● Exercise goal: Set down again exactly the lines of the listing below that fall between the line holding "pub fn remove(&self, logical: &str)" and the line holding "fn create_test_store() ->", inclusive.

:: Source information

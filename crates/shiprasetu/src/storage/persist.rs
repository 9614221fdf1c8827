//! Typed JSON persistence over a [`KeyValueStore`].

use std::sync::Arc;

use serde::{de::DeserializeOwned, Serialize};
use tracing::{debug, warn};

use super::KeyValueStore;
use crate::error::Result;

/// The four shared collections and their logical storage keys.
#[derive(Debug, Clone, Copy, PartialEq, Eq, Hash)]
pub enum CollectionKey {
    /// Broadcast alerts, most recent first.
    Alerts,
    /// Route recommendations, oldest first.
    Recommendations,
    /// Ghat crowd statuses.
    GhatStatuses,
    /// Route paths on the crowd map.
    RoutePaths,
}

impl CollectionKey {
    /// Every collection, in load order.
    pub const ALL: [Self; 4] = [
        Self::Alerts,
        Self::Recommendations,
        Self::GhatStatuses,
        Self::RoutePaths,
    ];

    /// Logical key, without the namespace prefix.
    #[must_use]
    pub fn as_str(self) -> &'static str {
        match self {
            Self::Alerts => "alerts",
            Self::Recommendations => "recommendations",
            Self::GhatStatuses => "ghat_statuses",
            Self::RoutePaths => "route_paths",
        }
    }

    /// Position in [`Self::ALL`].
    #[must_use]
    pub fn index(self) -> usize {
        match self {
            Self::Alerts => 0,
            Self::Recommendations => 1,
            Self::GhatStatuses => 2,
            Self::RoutePaths => 3,
        }
    }
}

impl std::fmt::Display for CollectionKey {
    fn fmt(&self, f: &mut std::fmt::Formatter<'_>) -> std::fmt::Result {
        f.write_str(self.as_str())
    }
}

/// Where a loaded value came from.
#[derive(Debug, Clone, Copy, PartialEq, Eq)]
pub enum LoadSource {
    /// Decoded from storage.
    Stored,
    /// Nothing (or an empty string) was stored; the fallback was used.
    Missing,
    /// The stored text did not decode; the fallback was used.
    Corrupt,
    /// The backend could not be read; the fallback was used.
    Unreadable,
}

impl LoadSource {
    /// `true` unless the value was decoded from storage.
    #[must_use]
    pub fn is_fallback(self) -> bool {
        !matches!(self, Self::Stored)
    }
}

/// Maps typed values to namespaced JSON blobs.
///
/// Cloning is cheap; clones share the backend.
#[derive(Debug, Clone)]
pub struct PersistentStore {
    backend: Arc<dyn KeyValueStore>,
    namespace: String,
}

impl PersistentStore {
    /// Wrap `backend`, prefixing every key with `{namespace}_`.
    #[must_use]
    pub fn new(backend: Arc<dyn KeyValueStore>, namespace: impl Into<String>) -> Self {
        Self {
            backend,
            namespace: namespace.into(),
        }
    }

    /// The key prefix in use.
    #[must_use]
    pub fn namespace(&self) -> &str {
        &self.namespace
    }

    /// The physical key for a logical one.
    #[must_use]
    pub fn key(&self, logical: &str) -> String {
        format!("{}_{logical}", self.namespace)
    }

    /// Load the value under `logical`, or `fallback` if it cannot be had.
    ///
    /// Never fails. Decode and read failures are logged.
    pub fn load<T: DeserializeOwned>(&self, logical: &str, fallback: T) -> T {
        self.load_with_source(logical, fallback).0
    }

    /// Like [`Self::load`], also reporting whether the fallback was used.
    pub fn load_with_source<T: DeserializeOwned>(
        &self,
        logical: &str,
        fallback: T,
    ) -> (T, LoadSource) {
        let key = self.key(logical);
        let raw = match self.backend.get(&key) {
            Ok(Some(raw)) if !raw.is_empty() => raw,
            Ok(_) => {
                debug!(%key, "Nothing stored, using fallback");
                return (fallback, LoadSource::Missing);
            }
            Err(e) => {
                warn!(%key, error = %e, "Failed to read from storage, using fallback");
                return (fallback, LoadSource::Unreadable);
            }
        };

        match serde_json::from_str(&raw) {
            Ok(value) => (value, LoadSource::Stored),
            Err(e) => {
                warn!(%key, error = %e, "Failed to parse stored JSON, using fallback");
                (fallback, LoadSource::Corrupt)
            }
        }
    }

    /// Serialize `value` and store it under `logical`.
    ///
    /// # Errors
    ///
    /// Returns an error if serialization or the backend write fails.
    pub fn save<T: Serialize + ?Sized>(&self, logical: &str, value: &T) -> Result<()> {
        let key = self.key(logical);
        let json = serde_json::to_string(value)?;
        self.backend.set(&key, &json)?;
        debug!(%key, bytes = json.len(), "Saved to storage");
        Ok(())
    }

    /// Remove the value under `logical`. Returns `true` if it existed.
    ///
    /// # Errors
    ///
    /// Returns an error if the backend write fails.
    pub fn remove(&self, logical: &str) -> Result<bool> {
        self.backend.remove(&self.key(logical))
    }

    /// BLAKE3 hash of the raw text under `logical`.
    ///
    /// `None` if nothing is stored or the backend cannot be read.
    #[must_use]
    pub fn fingerprint(&self, logical: &str) -> Option<String> {
        let key = self.key(logical);
        match self.backend.get(&key) {
            Ok(raw) => raw.map(|text| blake3::hash(text.as_bytes()).to_hex().to_string()),
            Err(e) => {
                warn!(%key, error = %e, "Failed to read from storage for fingerprint");
                None
            }
        }
    }

    /// Remove the four collection keys, as if storage had been cleared.
    ///
    /// Returns how many keys existed.
    ///
    /// # Errors
    ///
    /// Returns an error if the backend write fails.
    pub fn clear_collections(&self) -> Result<usize> {
        let mut removed = 0;
        for key in CollectionKey::ALL {
            if self.remove(key.as_str())? {
                removed += 1;
            }
        }
        Ok(removed)
    }

    /// Write raw text under `logical`, bypassing serialization.
    ///
    /// # Errors
    ///
    /// Returns an error if the backend write fails.
    pub fn store_raw(&self, logical: &str, text: &str) -> Result<()> {
        self.backend.set(&self.key(logical), text)
    }
}

#[cfg(test)]
mod tests {
    use super::*;
    use crate::error::Error;
    use crate::records::{default_ghat_statuses, default_route_paths, Alert, GhatStatus};
    use crate::storage::SqliteStore;

    fn create_test_store() -> PersistentStore {
        let backend = SqliteStore::open_in_memory().expect("failed to create test store");
        PersistentStore::new(Arc::new(backend), "shiprasetu")
    }

    /// A backend whose every call fails.
    #[derive(Debug)]
    struct BrokenBackend;

    impl KeyValueStore for BrokenBackend {
        fn get(&self, _key: &str) -> Result<Option<String>> {
            Err(Error::internal("disk on fire"))
        }
        fn set(&self, _key: &str, _value: &str) -> Result<()> {
            Err(Error::internal("quota exceeded"))
        }
        fn remove(&self, _key: &str) -> Result<bool> {
            Err(Error::internal("disk on fire"))
        }
    }

    #[test]
    fn test_key_is_namespaced() {
        let store = create_test_store();
        assert_eq!(store.key("alerts"), "shiprasetu_alerts");
        assert_eq!(
            store.key(CollectionKey::GhatStatuses.as_str()),
            "shiprasetu_ghat_statuses"
        );
    }

    #[test]
    fn test_round_trip() {
        let store = create_test_store();
        let ghats = default_ghat_statuses();

        store.save("ghat_statuses", &ghats).unwrap();
        let (loaded, source) = store.load_with_source("ghat_statuses", Vec::<GhatStatus>::new());

        assert_eq!(source, LoadSource::Stored);
        assert_eq!(loaded, ghats);
    }

    #[test]
    fn test_missing_key_uses_fallback() {
        let store = create_test_store();
        let (loaded, source) = store.load_with_source("route_paths", default_route_paths());

        assert_eq!(source, LoadSource::Missing);
        assert_eq!(loaded, default_route_paths());
    }

    #[test]
    fn test_empty_text_uses_fallback() {
        let store = create_test_store();
        store.store_raw("alerts", "").unwrap();

        let (loaded, source) = store.load_with_source("alerts", vec![1, 2, 3]);
        assert_eq!(source, LoadSource::Missing);
        assert_eq!(loaded, vec![1, 2, 3]);
    }

    #[test]
    fn test_corrupt_text_uses_fallback() {
        let store = create_test_store();
        for garbage in ["{not json", "null", r#"{"id":1}"#, r#"[{"id":"x"}]"#] {
            store.store_raw("alerts", garbage).unwrap();

            let fallback: Vec<Alert> = Vec::new();
            let (loaded, source) = store.load_with_source("alerts", fallback.clone());
            assert_eq!(source, LoadSource::Corrupt, "{garbage}");
            assert_eq!(loaded, fallback);
        }
    }

    #[test]
    fn test_unreadable_backend_uses_fallback() {
        let store = PersistentStore::new(Arc::new(BrokenBackend), "shiprasetu");
        let (loaded, source) = store.load_with_source("alerts", vec!["fallback".to_string()]);

        assert_eq!(source, LoadSource::Unreadable);
        assert_eq!(loaded, vec!["fallback".to_string()]);
        assert!(store.fingerprint("alerts").is_none());
    }

    #[test]
    fn test_save_surfaces_backend_failure() {
        let store = PersistentStore::new(Arc::new(BrokenBackend), "shiprasetu");
        assert!(store.save("alerts", &Vec::<Alert>::new()).is_err());
    }

    #[test]
    fn test_fingerprint_tracks_content() {
        let store = create_test_store();
        assert!(store.fingerprint("alerts").is_none());

        store.store_raw("alerts", "[]").unwrap();
        let first = store.fingerprint("alerts").unwrap();
        assert_eq!(store.fingerprint("alerts").unwrap(), first);

        store.store_raw("alerts", "[1]").unwrap();
        assert_ne!(store.fingerprint("alerts").unwrap(), first);
    }

    #[test]
    fn test_clear_collections() {
        let store = create_test_store();
        store.store_raw("alerts", "[]").unwrap();
        store.store_raw("route_paths", "[]").unwrap();
        store.store_raw("current_booking", "{}").unwrap();

        assert_eq!(store.clear_collections().unwrap(), 2);
        assert!(store.fingerprint("alerts").is_none());
        assert!(store.fingerprint("current_booking").is_some());
    }

    #[test]
    fn test_namespaces_do_not_collide() {
        let backend: Arc<dyn KeyValueStore> = Arc::new(SqliteStore::open_in_memory().unwrap());
        let a = PersistentStore::new(Arc::clone(&backend), "a");
        let b = PersistentStore::new(backend, "b");

        a.save("alerts", &vec![1]).unwrap();
        assert_eq!(b.load("alerts", vec![9]), vec![9]);
        assert_eq!(a.load("alerts", vec![9]), vec![1]);
    }

    #[test]
    fn test_collection_key_index_matches_all() {
        for (i, key) in CollectionKey::ALL.iter().enumerate() {
            assert_eq!(key.index(), i);
        }
    }
}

::::

● Response box:
    pub fn remove(&self, logical: &str) -> Result<bool> {
        self.backend.remove(&self.key(logical))
    }

    /// BLAKE3 hash of the raw text under `logical`.
    ///
    /// `None` if nothing is stored or the backend cannot be read.
    #[must_use]
    pub fn fingerprint(&self, logical: &str) -> Option<String> {
        let key = self.key(logical);
        match self.backend.get(&key) {
            Ok(raw) => raw.map(|text| blake3::hash(text.as_bytes()).to_hex().to_string()),
            Err(e) => {
                warn!(%key, error = %e, "Failed to read from storage for fingerprint");
                None
            }
        }
    }

    /// Remove the four collection keys, as if storage had been cleared.
    ///
    /// Returns how many keys existed.
    ///
    /// # Errors
    ///
    /// Returns an error if the backend write fails.
    pub fn clear_collections(&self) -> Result<usize> {
        let mut removed = 0;
        for key in CollectionKey::ALL {
            if self.remove(key.as_str())? {
                removed += 1;
            }
        }
        Ok(removed)
    }

    /// Write raw text under `logical`, bypassing serialization.
    ///
    /// # Errors
    ///
    /// Returns an error if the backend write fails.
    pub fn store_raw(&self, logical: &str, text: &str) -> Result<()> {
        self.backend.set(&self.key(logical), text)
    }
}

#[cfg(test)]
mod tests {
    use super::*;
    use crate::error::Error;
    use crate::records::{default_ghat_statuses, default_route_paths, Alert, GhatStatus};
    use crate::storage::SqliteStore;

    fn create_test_store() -> PersistentStore {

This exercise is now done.